Scientists 3-D Print Skin That Develops Working Blood Vessels

Creating a durable, natural-looking skin substitute to cover burn injuries or other wounds has been a bioengineer’s holy grail for decades. Now, we may be much closer, thanks to a new technique for 3-D printing skin complete with working blood vessels.

The research, done at the Rensselaer Polytechnic Institute (RPI) and Yale University, uses living human skin cells turned into a liquid “bio ink.” The bio ink is used to print artificial skin, which then grows its own blood vessel system.

“The vasculature is very important because that’s how the host and the graft talk to each other,” says Pankaj Karande, a professor of chemical and biological engineering at RPI, who led the research. “Communication between host and graft is critical if the skin substitute is not to be rejected by the body.”

Currently, patients in need of skin grafts have two options. First, there are autologous skin grafts, where doctors shave off a piece of healthy skin to cover the damaged area. Second are artificial skin products made from materials ranging from bovine collagen to polymer foam. Both have disadvantages. Autologous skin grafts are painful and create a new wound. Artificial skin products have a range of limitations—they’re often temporary, don’t cover deep wounds or don’t resemble human skin.

“They are just dressings or Band-Aids,” says Karande, of the artificial skin products on the market.

The RPI and Yale team’s new grafts are made with bio ink containing cells from infant foreskin, human endothelial cells from umbilical cord blood, human endothelial colony forming cells, and human placental pericytes from placenta tissue, all suspended in collagen from rat tails. This forms the inner layer of the skin, the dermis. A second bio ink, made from another type of human foreskin cells, keratinocytes, is printed on top to form the outer layer of the skin, the epidermis. Then, in the petri dish, endothelial cells and the placental pericytes begin to assemble themselves into tiny vascular networks.

The team implanted the grafts on mice and found that the blood vessels connected with the mice’s own vascular networks within four weeks. That meant blood was flowing between the mouse and the skin graft.

“We see that the graft stays there longer, and that the skin matures and becomes closer to what we would see in native human tissue,” Karande says.

Translating this early research, recently published in the journal Tissue Engineering Part A, into a product for human use will involve many steps. The team needs to find a way of making a graft without rat collagen or other animal products, to make it less likely to be rejected by the human body. The mice used in the experiment had their immune systems “turned down” to prevent rejection; ordinary humans will need a product that’s as close to their own tissue as possible. One way of lessening the likelihood of rejection is by editing donor cells with CRISPR technology to make them more universally acceptable. Then there’s the question of skin structures like sweat glands and hair follicles, which can be damaged or destroyed by burns and injuries.

“Some of these are important for function and aesthetics,” Karande says. “You want the skin at the graft site to look as much like the surrounding skin.”
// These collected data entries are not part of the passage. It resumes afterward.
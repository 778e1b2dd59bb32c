//! Arx Control constant catalog
//!
//! Raw values match `LogitechGArxControlLib.h`. Each enum converts from the
//! native integer; codes the SDK adds later come through as `Unknown`.

use std::fmt;

use thiserror::Error;

/// Maximum length of an event's text argument in UTF-16 units
pub const EVENT_ARG_LEN: usize = 120;

/// Applet screen orientation flags
#[derive(Debug, Clone, Copy, PartialEq, Eq, Hash)]
#[repr(i32)]
pub enum Orientation {
    Portrait = 0x01,
    Landscape = 0x10,
}

impl Orientation {
    pub fn code(self) -> i32 {
        self as i32
    }

    pub fn from_code(code: i32) -> Option<Self> {
        match code {
            0x01 => Some(Self::Portrait),
            0x10 => Some(Self::Landscape),
            _ => None,
        }
    }
}

/// Kind of notification delivered to the applet callback
#[derive(Debug, Clone, Copy, PartialEq, Eq, Hash)]
pub enum ArxEventType {
    /// Applet came to the foreground; value is an [`Orientation`]
    FocusActive,
    FocusInactive,
    /// Tag tapped; the argument carries the tag id
    TapOnTag,
    /// Value is an [`ArxDeviceType`]
    MobileDeviceArrival,
    MobileDeviceRemoval,
    Unknown(i32),
}

impl ArxEventType {
    pub fn from_code(code: i32) -> Self {
        match code {
            0x01 => Self::FocusActive,
            0x02 => Self::FocusInactive,
            0x04 => Self::TapOnTag,
            0x08 => Self::MobileDeviceArrival,
            0x10 => Self::MobileDeviceRemoval,
            other => Self::Unknown(other),
        }
    }

    pub fn code(self) -> i32 {
        match self {
            Self::FocusActive => 0x01,
            Self::FocusInactive => 0x02,
            Self::TapOnTag => 0x04,
            Self::MobileDeviceArrival => 0x08,
            Self::MobileDeviceRemoval => 0x10,
            Self::Unknown(code) => code,
        }
    }
}

impl fmt::Display for ArxEventType {
    fn fmt(&self, f: &mut fmt::Formatter<'_>) -> fmt::Result {
        match self {
            Self::FocusActive => write!(f, "focus active"),
            Self::FocusInactive => write!(f, "focus inactive"),
            Self::TapOnTag => write!(f, "tap on tag"),
            Self::MobileDeviceArrival => write!(f, "mobile device arrival"),
            Self::MobileDeviceRemoval => write!(f, "mobile device removal"),
            Self::Unknown(code) => write!(f, "unknown event 0x{:02x}", code),
        }
    }
}

/// Mobile device running the Arx Control app
#[derive(Debug, Clone, Copy, PartialEq, Eq, Hash)]
#[repr(i32)]
pub enum ArxDeviceType {
    IPhone = 0x01,
    IPad = 0x02,
    AndroidSmall = 0x03,
    AndroidNormal = 0x04,
    AndroidLarge = 0x05,
    AndroidXLarge = 0x06,
    AndroidOther = 0x07,
}

impl ArxDeviceType {
    pub fn code(self) -> i32 {
        self as i32
    }

    pub fn from_code(code: i32) -> Option<Self> {
        Some(match code {
            0x01 => Self::IPhone,
            0x02 => Self::IPad,
            0x03 => Self::AndroidSmall,
            0x04 => Self::AndroidNormal,
            0x05 => Self::AndroidLarge,
            0x06 => Self::AndroidXLarge,
            0x07 => Self::AndroidOther,
            _ => return None,
        })
    }
}

/// Result of `LogiArxGetLastError`
#[derive(Error, Debug, Clone, Copy, PartialEq, Eq, Hash)]
pub enum ArxErrorCode {
    #[error("no error")]
    NoError,
    #[error("wrong parameter format")]
    WrongParameterFormat,
    #[error("null parameter not supported")]
    NullParameterNotSupported,
    #[error("wrong file path")]
    WrongFilePath,
    #[error("SDK not initialized")]
    SdkNotInitialized,
    #[error("SDK already initialized")]
    SdkAlreadyInitialized,
    #[error("connection with gaming software broken")]
    ConnectionWithGamingSoftwareBroken,
    #[error("error creating thread")]
    CreatingThread,
    #[error("error copying memory")]
    CopyingMemory,
    #[error("unknown error code {0}")]
    Unknown(i32),
}

impl ArxErrorCode {
    pub fn from_code(code: i32) -> Self {
        match code {
            0 => Self::NoError,
            1 => Self::WrongParameterFormat,
            2 => Self::NullParameterNotSupported,
            3 => Self::WrongFilePath,
            4 => Self::SdkNotInitialized,
            5 => Self::SdkAlreadyInitialized,
            6 => Self::ConnectionWithGamingSoftwareBroken,
            7 => Self::CreatingThread,
            8 => Self::CopyingMemory,
            other => Self::Unknown(other),
        }
    }

    pub fn code(self) -> i32 {
        match self {
            Self::NoError => 0,
            Self::WrongParameterFormat => 1,
            Self::NullParameterNotSupported => 2,
            Self::WrongFilePath => 3,
            Self::SdkNotInitialized => 4,
            Self::SdkAlreadyInitialized => 5,
            Self::ConnectionWithGamingSoftwareBroken => 6,
            Self::CreatingThread => 7,
            Self::CopyingMemory => 8,
            Self::Unknown(code) => code,
        }
    }

    pub fn is_error(self) -> bool {
        self != Self::NoError
    }
}

#[cfg(test)]
mod tests {
    use super::*;

    #[test]
    fn test_event_codes() {
        for code in [0x01, 0x02, 0x04, 0x08, 0x10] {
            let event = ArxEventType::from_code(code);
            assert!(!matches!(event, ArxEventType::Unknown(_)));
            assert_eq!(event.code(), code);
        }
        assert_eq!(ArxEventType::from_code(0x20), ArxEventType::Unknown(0x20));
        assert_eq!(ArxEventType::Unknown(0x20).code(), 0x20);
    }

    #[test]
    fn test_orientation() {
        assert_eq!(Orientation::from_code(0x10), Some(Orientation::Landscape));
        assert_eq!(Orientation::Portrait.code(), 0x01);
        assert_eq!(Orientation::from_code(0x02), None);
    }

    #[test]
    fn test_device_types() {
        for code in 1..=7 {
            let device = ArxDeviceType::from_code(code).unwrap();
            assert_eq!(device.code(), code);
        }
        assert_eq!(ArxDeviceType::from_code(0), None);
        assert_eq!(ArxDeviceType::from_code(8), None);
    }

    #[test]
    fn test_error_codes() {
        for code in 0..=8 {
            assert_eq!(ArxErrorCode::from_code(code).code(), code);
        }
        assert!(!ArxErrorCode::NoError.is_error());
        assert!(ArxErrorCode::from_code(3).is_error());
        assert_eq!(ArxErrorCode::WrongFilePath.to_string(), "wrong file path");
        assert_eq!(ArxErrorCode::from_code(42), ArxErrorCode::Unknown(42));
    }
}
//! Native library plumbing for the Logitech Gaming SDKs
//!
//! This crate owns everything both SDK bindings share:
//!
//! - Locating the vendor DLL from process bitness and the install-root
//!   environment convention (`locate`)
//! - Loading it once per process and resolving typed entry points
//!   (`NativeLibrary`)
//! - Marshaling Rust strings to and from NUL-terminated UTF-16 (`wide`)

pub mod error;
pub mod library;
pub mod locate;
pub mod wide;

pub use error::NativeError;
pub use library::NativeLibrary;
pub use locate::{install_root, locate, locate_with, Arch, SdkLibrary};
pub use wide::{WChar, WideCString};
/// Data layer: HDF5 series files, read and written.
///
/// Architecture:
/// ```text
///   .mbsh5 / .h5
///        │
///        ▼
///   ┌────────────┐
///   │ navigator  │  resolve paths, walk groups, search, labels, data
///   └────────────┘
///        │
///        ├──────────────┐
///        ▼              ▼
///   ┌──────────┐   ┌──────────┐
///   │   tree   │   │  export  │  matches → viewer tree / ASCII tables
///   └──────────┘   └──────────┘
///
///   ┌──────────┐
///   │  writer  │  author groups, `data` datasets and attributes
///   └──────────┘
/// ```

pub mod export;
pub mod model;
pub mod navigator;
pub mod tree;
pub mod writer;

#[cfg(test)]
pub(crate) mod testutil;
use std::io::{self, Write};
use std::path::{Path, PathBuf};

use anyhow::{bail, Context, Result};
use clap::{Parser, Subcommand};
use serde::Serialize;

use h5plotserie::data::export::{write_dump, write_series, DumpOptions, DumpSource};
use h5plotserie::data::model::DATA;
use h5plotserie::data::navigator::segments;
use h5plotserie::data::tree::TreeNode;
use h5plotserie::{Navigator, Session, SessionConfig};

/// Browse HDF5 simulation-result series: group tree, search, labels and columns.
#[derive(Parser, Debug)]
#[command(name = "h5plotserie", version)]
struct Cli {
    /// JSON session config (accepted extensions, default columns, delimiter).
    #[arg(long, global = true)]
    config: Option<PathBuf>,

    #[command(subcommand)]
    command: Command,
}

#[derive(Subcommand, Debug)]
enum Command {
    /// Print the group tree of each file.
    Tree {
        files: Vec<PathBuf>,
        /// Only show groups whose name matches this regex.
        #[arg(long, default_value = "")]
        search: String,
        /// List every group with the column labels of its data.
        #[arg(long, conflicts_with = "json")]
        labels: bool,
        #[arg(long)]
        json: bool,
    },
    /// Print the paths of all members whose name matches a regex.
    Search { pattern: String, files: Vec<PathBuf> },
    /// Print the column labels of a series.
    Labels { file: PathBuf, path: String },
    /// Print the attributes of a group or dataset.
    Attrs {
        file: PathBuf,
        path: String,
        #[arg(long)]
        json: bool,
    },
    /// Dump series as an ASCII table. Each source is `PATH[:COLUMNS]`, with
    /// 1-based columns such as `1,3-5` or `2-`.
    Dump {
        file: PathBuf,
        #[arg(required = true)]
        sources: Vec<String>,
        #[arg(short, long)]
        delimiter: Option<char>,
        #[arg(short, long, default_value = "#")]
        comment: String,
        #[arg(short, long, default_value = "nan")]
        nan: String,
        /// Omit the commented header.
        #[arg(short, long)]
        silent: bool,
        /// Digits after the point in scientific notation.
        #[arg(short, long, default_value_t = f64::DIGITS as usize + 1)]
        precision: usize,
        /// Write values in their shortest exact decimal form instead.
        #[arg(long, conflicts_with = "precision")]
        plain: bool,
    },
    /// Print one column against another, as a plotting backend would get it.
    Plot {
        file: PathBuf,
        path: String,
        /// 1-based x column (default from config).
        #[arg(long)]
        x: Option<usize>,
        /// 1-based y column (default from config).
        #[arg(long)]
        y: Option<usize>,
        #[arg(long)]
        json: bool,
    },
}

fn main() -> Result<()> {
    env_logger::init();
    let cli = Cli::parse();

    let config = match &cli.config {
        Some(path) => SessionConfig::load(path)
            .with_context(|| format!("loading config {}", path.display()))?,
        None => SessionConfig::default(),
    };
    let mut session = Session::new(config);
    let stdout = io::stdout();
    let mut out = stdout.lock();

    match cli.command {
        Command::Tree {
            files,
            search,
            labels,
            json,
        } => {
            preload(&mut session, &files)?;
            session.set_search(&search)?;
            if labels {
                for file in session.files() {
                    writeln!(out, "{}", file.display())?;
                    let nav = session.navigator(file).context("file vanished from session")?;
                    for line in nav.outline() {
                        writeln!(out, "    {line}")?;
                    }
                }
            } else if json {
                #[derive(Serialize)]
                struct JsonTree<'a> {
                    file: &'a Path,
                    tree: &'a TreeNode,
                }
                let trees = session.tree();
                let view: Vec<JsonTree> = trees
                    .iter()
                    .map(|t| JsonTree {
                        file: &t.file,
                        tree: &t.tree,
                    })
                    .collect();
                serde_json::to_writer_pretty(&mut out, &view)?;
                writeln!(out)?;
            } else {
                for file_tree in session.tree() {
                    for line in file_tree.tree.render() {
                        writeln!(out, "{line}")?;
                    }
                }
            }
        }
        Command::Search { pattern, files } => {
            preload(&mut session, &files)?;
            session.set_search(&pattern)?;
            for (file, matches) in session.search() {
                writeln!(out, "{}:", file.display())?;
                for path in matches {
                    writeln!(out, "    {path}")?;
                }
            }
        }
        Command::Labels { file, path } => {
            let nav = open_one(&mut session, &file)?;
            let labels = nav
                .column_labels(&path)
                .with_context(|| format!("no column labels at {path}"))?;
            for (i, label) in labels.iter().enumerate() {
                writeln!(out, "{:4}: {label}", i + 1)?;
            }
        }
        Command::Attrs { file, path, json } => {
            let nav = open_one(&mut session, &file)?;
            let attrs = nav
                .attributes(&path)
                .with_context(|| format!("cannot read attributes of {path}"))?;
            if json {
                serde_json::to_writer_pretty(&mut out, &attrs)?;
                writeln!(out)?;
            } else {
                for (name, value) in attrs {
                    writeln!(out, "{name}\n  {value}\n")?;
                }
            }
        }
        Command::Dump {
            file,
            sources,
            delimiter,
            comment,
            nan,
            silent,
            precision,
            plain,
        } => {
            let delimiter = delimiter.unwrap_or(session.config().delimiter);
            if !delimiter.is_ascii() {
                bail!("delimiter must be a single ASCII character, got {delimiter:?}");
            }
            let nav = open_one(&mut session, &file)?;
            let sources = sources
                .iter()
                .map(|source| {
                    let (path, columns) = source.split_once(':').unwrap_or((source.as_str(), ""));
                    DumpSource::load(nav, path, columns).with_context(|| format!("reading {source}"))
                })
                .collect::<Result<Vec<_>>>()?;
            let options = DumpOptions {
                comment,
                delimiter: delimiter as u8,
                nan,
                header: !silent,
                precision: (!plain).then_some(precision),
            };
            write_dump(&mut out, &sources, &options)?;
        }
        Command::Plot {
            file,
            path,
            x,
            y,
            json,
        } => {
            open_one(&mut session, &file)?;
            let labels = session
                .select(&file, &data_path(&path))
                .with_context(|| format!("{path} holds no labelled data"))?
                .len();
            for (axis, column) in [("x", x), ("y", y)] {
                let Some(column) = column else { continue };
                let index = column.checked_sub(1).filter(|&i| i < labels).with_context(|| {
                    format!("{axis} column {column} out of range (1..={labels})")
                })?;
                if axis == "x" {
                    session.set_x_index(index);
                } else {
                    session.set_y_index(index);
                }
            }
            let series = session
                .plot_series()
                .context("selected columns are not available")?;
            if json {
                serde_json::to_writer_pretty(&mut out, &series)?;
                writeln!(out)?;
            } else {
                let options = DumpOptions {
                    delimiter: session.config().delimiter as u8,
                    ..DumpOptions::default()
                };
                write_series(&mut out, &series, &options)?;
            }
        }
    }
    Ok(())
}

/// Path of the `data` dataset for a group path or a dataset path.
fn data_path(path: &str) -> String {
    let trimmed = path.trim_end_matches('/');
    if segments(trimmed).last() == Some(DATA) {
        trimmed.to_string()
    } else {
        format!("{trimmed}/{DATA}")
    }
}

/// Pre-load files into the session; failing to open any of them is an error
/// only when nothing could be opened.
fn preload(session: &mut Session, files: &[PathBuf]) -> Result<()> {
    session.open_all(files);
    if session.is_empty() {
        match session.status_message.take() {
            Some(msg) => bail!("no file could be opened ({msg})"),
            None => bail!("no files given"),
        }
    }
    Ok(())
}

fn open_one<'a>(session: &'a mut Session, file: &Path) -> Result<&'a Navigator> {
    session
        .open(file)
        .with_context(|| format!("opening {}", file.display()))?;
    session
        .navigator(file)
        .context("file vanished from session")
}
Another aesthetic question is color. A graft for a person of Indian origin should be darker than one for a pale Northern European, for example. Skin color is determined by concentration of cells called melanocytes. Melanocytes can be added to the bio ink in greater or lesser numbers depending on the color desired.

“Bioprinting could revolutionize the field of burn care,” by replacing currently available graft options, write Mathew Varkey, Dafydd O. Visscher, Paul P. M. van Zuijlen, Anthony Atala, and James J. Yoo, researchers at Wake Forest University and Amsterdam University Medical Center, in a paper summarizing current research on the subject.

While several investigations of bioprinting skin with blood vessel systems have shown success, 3-D printing sweat glands and controlling skin pigmentation has had “varying results,” they write. They also point out that new skin products will face regulatory hurdles, and that hospitals will need to develop new infrastructures and processes for creating and using the grafts.

“We’re still at the basic research stage,” Karande says. “We’re still figuring out the basic problems and what the right answers might be.”